• DATA RECORDS:
········

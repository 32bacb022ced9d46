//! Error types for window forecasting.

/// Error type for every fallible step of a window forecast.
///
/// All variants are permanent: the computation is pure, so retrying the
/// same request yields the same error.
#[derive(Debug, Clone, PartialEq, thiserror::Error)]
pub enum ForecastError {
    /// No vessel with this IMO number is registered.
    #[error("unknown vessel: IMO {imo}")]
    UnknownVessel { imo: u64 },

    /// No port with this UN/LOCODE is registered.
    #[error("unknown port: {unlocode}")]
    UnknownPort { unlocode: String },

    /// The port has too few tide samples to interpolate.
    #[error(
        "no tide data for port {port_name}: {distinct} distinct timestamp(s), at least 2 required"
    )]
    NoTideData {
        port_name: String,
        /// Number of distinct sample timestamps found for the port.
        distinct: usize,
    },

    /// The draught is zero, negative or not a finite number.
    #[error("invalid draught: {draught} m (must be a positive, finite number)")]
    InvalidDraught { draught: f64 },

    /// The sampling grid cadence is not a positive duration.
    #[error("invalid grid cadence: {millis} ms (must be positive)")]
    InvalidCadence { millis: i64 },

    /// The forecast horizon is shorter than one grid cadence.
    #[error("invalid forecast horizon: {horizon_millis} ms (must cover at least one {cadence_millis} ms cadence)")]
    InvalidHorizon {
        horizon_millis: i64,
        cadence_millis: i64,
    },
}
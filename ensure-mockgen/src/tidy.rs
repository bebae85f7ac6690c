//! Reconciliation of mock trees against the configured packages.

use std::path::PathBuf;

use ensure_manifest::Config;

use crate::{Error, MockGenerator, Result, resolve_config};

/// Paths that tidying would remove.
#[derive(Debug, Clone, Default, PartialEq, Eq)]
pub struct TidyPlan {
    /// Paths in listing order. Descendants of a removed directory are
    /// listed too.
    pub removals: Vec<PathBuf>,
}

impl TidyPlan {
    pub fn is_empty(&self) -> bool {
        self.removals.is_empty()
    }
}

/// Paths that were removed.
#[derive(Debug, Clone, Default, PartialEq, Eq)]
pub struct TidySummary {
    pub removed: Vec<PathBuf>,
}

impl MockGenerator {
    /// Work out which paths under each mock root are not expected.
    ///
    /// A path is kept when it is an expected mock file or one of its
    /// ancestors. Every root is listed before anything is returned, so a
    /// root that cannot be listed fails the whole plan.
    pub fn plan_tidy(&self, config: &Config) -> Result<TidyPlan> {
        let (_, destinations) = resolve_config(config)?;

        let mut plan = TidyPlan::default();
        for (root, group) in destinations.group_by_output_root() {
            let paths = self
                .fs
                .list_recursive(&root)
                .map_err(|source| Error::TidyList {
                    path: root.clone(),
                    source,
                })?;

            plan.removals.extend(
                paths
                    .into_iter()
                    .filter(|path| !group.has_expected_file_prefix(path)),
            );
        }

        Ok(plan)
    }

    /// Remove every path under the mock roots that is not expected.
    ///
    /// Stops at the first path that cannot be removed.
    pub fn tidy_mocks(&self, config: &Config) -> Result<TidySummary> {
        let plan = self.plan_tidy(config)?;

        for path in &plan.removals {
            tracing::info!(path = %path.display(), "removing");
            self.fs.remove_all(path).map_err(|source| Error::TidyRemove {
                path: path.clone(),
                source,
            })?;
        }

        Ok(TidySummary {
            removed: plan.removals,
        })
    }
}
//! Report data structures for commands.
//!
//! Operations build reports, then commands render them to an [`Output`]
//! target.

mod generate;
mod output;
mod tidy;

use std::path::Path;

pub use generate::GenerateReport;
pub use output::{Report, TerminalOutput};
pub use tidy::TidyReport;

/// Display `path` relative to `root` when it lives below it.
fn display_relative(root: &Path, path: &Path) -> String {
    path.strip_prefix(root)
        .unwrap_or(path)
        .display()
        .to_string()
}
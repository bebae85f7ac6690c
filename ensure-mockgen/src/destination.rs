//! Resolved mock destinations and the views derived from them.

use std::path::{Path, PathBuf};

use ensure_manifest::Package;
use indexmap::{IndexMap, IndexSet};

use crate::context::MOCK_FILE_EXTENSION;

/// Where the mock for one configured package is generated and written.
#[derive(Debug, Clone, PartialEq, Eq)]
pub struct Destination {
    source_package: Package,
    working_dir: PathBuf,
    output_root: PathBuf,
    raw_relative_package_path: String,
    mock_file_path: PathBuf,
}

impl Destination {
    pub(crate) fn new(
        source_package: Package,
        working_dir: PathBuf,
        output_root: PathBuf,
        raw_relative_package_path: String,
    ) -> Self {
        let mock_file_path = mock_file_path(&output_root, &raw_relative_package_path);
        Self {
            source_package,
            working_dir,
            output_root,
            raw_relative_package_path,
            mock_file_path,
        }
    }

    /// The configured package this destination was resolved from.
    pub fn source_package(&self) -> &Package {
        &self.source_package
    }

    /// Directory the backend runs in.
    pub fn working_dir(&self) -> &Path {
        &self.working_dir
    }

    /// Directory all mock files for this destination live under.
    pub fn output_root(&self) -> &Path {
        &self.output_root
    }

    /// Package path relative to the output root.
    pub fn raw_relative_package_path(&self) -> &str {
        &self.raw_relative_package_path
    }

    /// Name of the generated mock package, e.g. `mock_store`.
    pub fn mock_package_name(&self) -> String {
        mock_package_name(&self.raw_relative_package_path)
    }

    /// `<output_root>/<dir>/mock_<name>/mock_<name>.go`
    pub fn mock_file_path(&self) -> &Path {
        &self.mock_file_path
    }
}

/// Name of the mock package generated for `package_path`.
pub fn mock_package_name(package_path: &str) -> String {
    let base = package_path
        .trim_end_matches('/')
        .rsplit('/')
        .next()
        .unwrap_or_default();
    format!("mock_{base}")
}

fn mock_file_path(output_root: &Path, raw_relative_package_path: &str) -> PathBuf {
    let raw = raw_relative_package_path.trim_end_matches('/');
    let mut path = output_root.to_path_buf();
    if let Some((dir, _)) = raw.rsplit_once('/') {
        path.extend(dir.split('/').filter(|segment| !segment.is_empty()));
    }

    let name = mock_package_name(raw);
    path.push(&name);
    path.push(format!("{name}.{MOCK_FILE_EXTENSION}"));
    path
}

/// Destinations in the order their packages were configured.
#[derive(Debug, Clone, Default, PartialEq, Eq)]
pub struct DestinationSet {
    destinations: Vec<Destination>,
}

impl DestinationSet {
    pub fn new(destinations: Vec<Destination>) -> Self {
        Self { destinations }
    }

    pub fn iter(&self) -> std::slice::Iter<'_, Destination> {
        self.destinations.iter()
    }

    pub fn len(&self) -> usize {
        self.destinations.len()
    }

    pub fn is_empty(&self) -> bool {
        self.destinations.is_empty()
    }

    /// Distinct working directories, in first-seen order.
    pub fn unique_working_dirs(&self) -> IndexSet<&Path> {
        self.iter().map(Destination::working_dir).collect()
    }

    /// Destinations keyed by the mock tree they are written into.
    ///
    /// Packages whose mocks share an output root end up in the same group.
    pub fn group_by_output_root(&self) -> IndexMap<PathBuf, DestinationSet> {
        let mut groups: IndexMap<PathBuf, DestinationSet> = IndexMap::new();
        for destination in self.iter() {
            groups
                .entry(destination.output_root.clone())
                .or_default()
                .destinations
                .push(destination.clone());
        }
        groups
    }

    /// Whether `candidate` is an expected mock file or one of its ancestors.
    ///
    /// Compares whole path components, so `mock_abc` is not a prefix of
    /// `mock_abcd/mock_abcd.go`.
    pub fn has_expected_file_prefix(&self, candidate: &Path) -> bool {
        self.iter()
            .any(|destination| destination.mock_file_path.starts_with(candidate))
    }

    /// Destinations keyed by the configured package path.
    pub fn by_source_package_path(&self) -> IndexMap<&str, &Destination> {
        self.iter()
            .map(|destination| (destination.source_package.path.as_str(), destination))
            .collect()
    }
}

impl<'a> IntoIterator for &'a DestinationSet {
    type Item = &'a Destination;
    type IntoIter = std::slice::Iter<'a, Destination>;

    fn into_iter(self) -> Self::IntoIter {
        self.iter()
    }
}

········

• TASK TO CARRY OUT: Lines containing the word "Result": how many are there in the data above? Reply with only that number.

• SOLUTION BELOW: 3